# New nvidia drivers and screen DPI [workaround found]

## IntergalacticWalrus

Ever since I upgraded my nvidia video drivers to the latest (8174), my display dimensions aren't detected anymore, and I end up with tiny fonts. Has anyone else got this problem?Last edited by IntergalacticWalrus on Tue Dec 06, 2005 3:21 am; edited 1 time in total

----------

## piercey

Yep, exact same problem. Might have something to do with them forcing EdidFreqs in this version

----------

## IntergalacticWalrus

This is definitely a bug. The previous drivers probed the dimensions of my display perfectly, and AFAIK EDID was enabled.

----------

## piercey

Ok so here's a bit of an update, my monitor can do 1600x1200 res, however a 1600x1000 picture takes up no more that 2/3's of my screen. Its not just small fonts it appears to be pushing a higher res. :/

----------

## anyc

Same problem here.

I downgrade now, because i had to work.

In my fontdialog i also see only a few fonts, but i have not the time to look if it have the same cause.

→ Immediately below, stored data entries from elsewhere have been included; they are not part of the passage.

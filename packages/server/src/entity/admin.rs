use common::AdminRole;
use sea_orm::entity::prelude::*;
use serde::{Deserialize, Serialize};

#[derive(Clone, Debug, PartialEq, Eq, DeriveEntityModel, Serialize, Deserialize)]
#[sea_orm(table_name = "admin")]
pub struct Model {
    #[sea_orm(primary_key, auto_increment = false)]
    pub id: Uuid,
    /// `None` for super admins.
    #[sea_orm(indexed)]
    pub tenant_id: Option<Uuid>,
    #[sea_orm(unique)]
    pub username: String,
    #[serde(skip_serializing)]
    pub password_hash: String,
    pub role: AdminRole,
    pub created_at: DateTimeUtc,
    pub updated_at: DateTimeUtc,
}

#[derive(Copy, Clone, Debug, EnumIter, DeriveRelation)]
pub enum Relation {
    #[sea_orm(
        belongs_to = "super::tenant::Entity",
        from = "Column::TenantId",
        to = "super::tenant::Column::Id"
    )]
    Tenant,
}

impl Related<super::tenant::Entity> for Entity {
    fn to() -> RelationDef {
        Relation::Tenant.def()
    }
}

impl ActiveModelBehavior for ActiveModel {}
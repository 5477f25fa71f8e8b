use sea_orm::entity::prelude::*;
use serde::{Deserialize, Serialize};

#[derive(Clone, Debug, PartialEq, Eq, DeriveEntityModel, Serialize, Deserialize)]
#[sea_orm(table_name = "participation")]
pub struct Model {
    #[sea_orm(primary_key, auto_increment = false)]
    pub id: Uuid,
    pub participant_id: Uuid,
    #[sea_orm(indexed)]
    pub session_id: Uuid,
    /// Denormalized from the session for tenant-scoped queries.
    #[sea_orm(indexed)]
    pub tenant_id: Uuid,
    pub joined_at: DateTimeUtc,
    pub total_points: i32,
    pub correct_answers: i32,
}

#[derive(Copy, Clone, Debug, EnumIter, DeriveRelation)]
pub enum Relation {
    #[sea_orm(
        belongs_to = "super::participant::Entity",
        from = "Column::ParticipantId",
        to = "super::participant::Column::Id"
    )]
    Participant,
    #[sea_orm(
        belongs_to = "super::session::Entity",
        from = "Column::SessionId",
        to = "super::session::Column::Id"
    )]
    Session,
    #[sea_orm(has_many = "super::answer::Entity")]
    Answer,
}

impl Related<super::participant::Entity> for Entity {
    fn to() -> RelationDef {
        Relation::Participant.def()
    }
}

impl Related<super::session::Entity> for Entity {
    fn to() -> RelationDef {
        Relation::Session.def()
    }
}

impl Related<super::answer::Entity> for Entity {
    fn to() -> RelationDef {
        Relation::Answer.def()
    }
}

impl ActiveModelBehavior for ActiveModel {}
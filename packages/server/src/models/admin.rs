use chrono::{DateTime, Utc};
use common::AdminRole;
use serde::{Deserialize, Serialize};
use uuid::Uuid;

use super::shared::{validate_password, validate_username};
use crate::error::AppError;

#[derive(Deserialize, utoipa::ToSchema)]
pub struct CreateAdminRequest {
    #[schema(example = "venue_admin")]
    pub username: String,
    /// 8-128 characters.
    pub password: String,
}

#[derive(Deserialize, utoipa::ToSchema)]
pub struct UpdateAdminRequest {
    pub username: String,
}

#[derive(Deserialize, utoipa::ToSchema)]
pub struct ResetPasswordRequest {
    pub password: String,
}

#[derive(Serialize, utoipa::ToSchema)]
pub struct AdminResponse {
    pub id: Uuid,
    pub tenant_id: Option<Uuid>,
    pub username: String,
    pub role: AdminRole,
    pub created_at: DateTime<Utc>,
}

impl From<crate::entity::admin::Model> for AdminResponse {
    fn from(m: crate::entity::admin::Model) -> Self {
        Self {
            id: m.id,
            tenant_id: m.tenant_id,
            username: m.username,
            role: m.role,
            created_at: m.created_at,
        }
    }
}

pub fn validate_create_admin(req: &CreateAdminRequest) -> Result<(), AppError> {
    validate_username(&req.username)?;
    validate_password(&req.password)
}
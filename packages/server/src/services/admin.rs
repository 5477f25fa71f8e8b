use chrono::{Duration, Utc};
use common::AdminRole;
use sea_orm::*;
use tracing::info;
use uuid::Uuid;

use crate::config::AuthConfig;
use crate::entity::admin;
use crate::error::AppError;
use crate::services::tenant::require_active_tenant;
use crate::utils::jwt::{self, ActorRole};
use crate::utils::hash;

pub async fn find_admin<C: ConnectionTrait>(db: &C, id: Uuid) -> Result<admin::Model, AppError> {
    admin::Entity::find_by_id(id)
        .one(db)
        .await?
        .ok_or_else(|| AppError::NotFound("Admin not found".into()))
}

/// Create an admin account. Tenant admins need an existing, active tenant;
/// super admins have none. Usernames are unique across all tenants.
pub async fn create_admin<C: ConnectionTrait>(
    db: &C,
    tenant_id: Option<Uuid>,
    username: &str,
    password: &str,
) -> Result<admin::Model, AppError> {
    let role = match tenant_id {
        Some(tid) => {
            require_active_tenant(db, tid).await?;
            AdminRole::Tenant
        }
        None => AdminRole::Super,
    };

    let password_hash = hash::hash_password(password)?;
    let now = Utc::now();
    let new_admin = admin::ActiveModel {
        id: Set(Uuid::now_v7()),
        tenant_id: Set(tenant_id),
        username: Set(username.trim().to_string()),
        password_hash: Set(password_hash),
        role: Set(role),
        created_at: Set(now),
        updated_at: Set(now),
    };

    let model = new_admin.insert(db).await.map_err(map_username_conflict)?;
    info!(admin_id = %model.id, role = %model.role, "Admin created");
    Ok(model)
}

/// Verify a username/password pair. Unknown users and wrong passwords are indistinguishable.
pub async fn authenticate<C: ConnectionTrait>(
    db: &C,
    username: &str,
    password: &str,
) -> Result<admin::Model, AppError> {
    let model = admin::Entity::find()
        .filter(admin::Column::Username.eq(username.trim()))
        .one(db)
        .await?
        .ok_or(AppError::InvalidCredentials)?;

    if !hash::verify_password(password, &model.password_hash)? {
        return Err(AppError::InvalidCredentials);
    }
    Ok(model)
}

pub fn actor_role(role: AdminRole) -> ActorRole {
    match role {
        AdminRole::Super => ActorRole::SuperAdmin,
        AdminRole::Tenant => ActorRole::TenantAdmin,
    }
}

/// An admin credential stays valid only while its account exists with the
/// tenant and role it was issued for.
pub async fn verify_credential<C: ConnectionTrait>(
    db: &C,
    admin_id: Uuid,
    tenant_id: Option<Uuid>,
    role: ActorRole,
) -> Result<(), AppError> {
    let model = admin::Entity::find_by_id(admin_id)
        .one(db)
        .await?
        .ok_or(AppError::TokenInvalid)?;
    if model.tenant_id != tenant_id || actor_role(model.role) != role {
        return Err(AppError::TokenInvalid);
    }
    Ok(())
}

/// Sign an admin bearer token carrying the admin's tenant and role.
pub fn issue_token(auth: &AuthConfig, model: &admin::Model) -> Result<String, AppError> {
    jwt::sign(
        &auth.jwt_secret,
        model.id,
        model.tenant_id,
        actor_role(model.role),
        Duration::hours(auth.admin_token_hours),
    )
    .map_err(|e| AppError::Internal(format!("JWT sign error: {e}")))
}

pub async fn list_tenant_admins<C: ConnectionTrait>(
    db: &C,
    tenant_id: Uuid,
) -> Result<Vec<admin::Model>, AppError> {
    Ok(admin::Entity::find()
        .filter(admin::Column::TenantId.eq(tenant_id))
        .order_by_asc(admin::Column::Username)
        .all(db)
        .await?)
}

pub async fn rename_admin<C: ConnectionTrait>(
    db: &C,
    id: Uuid,
    username: &str,
) -> Result<admin::Model, AppError> {
    let existing = find_admin(db, id).await?;
    let mut active: admin::ActiveModel = existing.into();
    active.username = Set(username.trim().to_string());
    active.updated_at = Set(Utc::now());
    active.update(db).await.map_err(map_username_conflict)
}

pub async fn reset_password<C: ConnectionTrait>(
    db: &C,
    id: Uuid,
    password: &str,
) -> Result<(), AppError> {
    let existing = find_admin(db, id).await?;
    let mut active: admin::ActiveModel = existing.into();
    active.password_hash = Set(hash::hash_password(password)?);
    active.updated_at = Set(Utc::now());
    active.update(db).await?;
    info!(admin_id = %id, "Admin password reset");
    Ok(())
}

/// Hard delete. An admin cannot remove its own account.
pub async fn delete_admin<C: ConnectionTrait>(
    db: &C,
    actor_id: Uuid,
    id: Uuid,
) -> Result<(), AppError> {
    if actor_id == id {
        return Err(AppError::Conflict("Cannot delete your own account".into()));
    }
    let result = admin::Entity::delete_by_id(id).exec(db).await?;
    if result.rows_affected == 0 {
        return Err(AppError::NotFound("Admin not found".into()));
    }
    info!(admin_id = %id, "Admin deleted");
    Ok(())
}

fn map_username_conflict(e: DbErr) -> AppError {
    match e.sql_err() {
        Some(SqlErr::UniqueConstraintViolation(_)) => {
            tracing::debug!("Username unique constraint caught on write");
            AppError::UsernameTaken
        }
        _ => AppError::from(e),
    }
}
use serde::{Deserialize, Serialize};

/// Tiered timing policy used to award points for an answer.
///
/// Only correct answers score. The tier is picked by how many seconds passed
/// between the round start and the submission:
///
/// | elapsed                               | points          |
/// |---------------------------------------|-----------------|
/// | `<= fast_window_secs`                 | `fast_points`   |
/// | `<= medium_window_secs`               | `medium_points` |
/// | anything slower                       | `slow_points`   |
/// | incorrect answer                      | `0`             |
///
/// The defaults (2s / 5s, 10 / 8 / 5 points) match the live event format
/// where a round's song clip is about six seconds long.
#[derive(Debug, Clone, PartialEq, Serialize, Deserialize, utoipa::ToSchema)]
pub struct ScoringPolicy {
    #[serde(default = "default_fast_window_secs")]
    pub fast_window_secs: f64,
    #[serde(default = "default_medium_window_secs")]
    pub medium_window_secs: f64,
    #[serde(default = "default_fast_points")]
    pub fast_points: i32,
    #[serde(default = "default_medium_points")]
    pub medium_points: i32,
    #[serde(default = "default_slow_points")]
    pub slow_points: i32,
}

fn default_fast_window_secs() -> f64 {
    2.0
}
fn default_medium_window_secs() -> f64 {
    5.0
}
fn default_fast_points() -> i32 {
    10
}
fn default_medium_points() -> i32 {
    8
}
fn default_slow_points() -> i32 {
    5
}

impl Default for ScoringPolicy {
    fn default() -> Self {
        Self {
            fast_window_secs: default_fast_window_secs(),
            medium_window_secs: default_medium_window_secs(),
            fast_points: default_fast_points(),
            medium_points: default_medium_points(),
            slow_points: default_slow_points(),
        }
    }
}

/// Which timing tier an answer fell into.
#[derive(Debug, Clone, Copy, PartialEq, Eq, Serialize, Deserialize, utoipa::ToSchema)]
#[serde(rename_all = "snake_case")]
pub enum ScoreTier {
    Fast,
    Medium,
    Slow,
    Incorrect,
}

impl ScoringPolicy {
    /// Classify a submission. Negative elapsed times (clock skew) count as fast.
    pub fn tier(&self, is_correct: bool, elapsed_secs: f64) -> ScoreTier {
        if !is_correct {
            return ScoreTier::Incorrect;
        }
        if elapsed_secs <= self.fast_window_secs {
            ScoreTier::Fast
        } else if elapsed_secs <= self.medium_window_secs {
            ScoreTier::Medium
        } else {
            ScoreTier::Slow
        }
    }

    pub fn points_for(&self, tier: ScoreTier) -> i32 {
        match tier {
            ScoreTier::Fast => self.fast_points,
            ScoreTier::Medium => self.medium_points,
            ScoreTier::Slow => self.slow_points,
            ScoreTier::Incorrect => 0,
        }
    }

    /// Tier windows must be ordered and points non-negative.
    pub fn validate(&self) -> Result<(), String> {
        if !(self.fast_window_secs >= 0.0 && self.medium_window_secs >= self.fast_window_secs) {
            return Err("scoring windows must satisfy 0 <= fast <= medium".into());
        }
        if self.fast_points < 0 || self.medium_points < 0 || self.slow_points < 0 {
            return Err("scoring points must be non-negative".into());
        }
        Ok(())
    }
}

ok, after downgrading it works again as before.

----------

## piercey

My fonts appear fine, I just lowered my res. I got a glx error when I downgraded so Im still using latest, I just reset the screen res back down to 1600x1200 for the moment. It seems firefox (or maybe anything with long text it) overflows of the taskbar application name also, (eg. Gentoo Forums :: Post a reply - Deer Park)

----------

## IntergalacticWalrus

I forced DPI to the previously detected settings through the DPI option in the driver section of my xorg.conf. Still sucks though, because now I have to lower my maximum resolution to what I'm using most of the time (1024x768) or else I still get tiny fonts... Yeah I don't really understand, other than I am now stuck not being able to switch to a higher resolution whenever I need it.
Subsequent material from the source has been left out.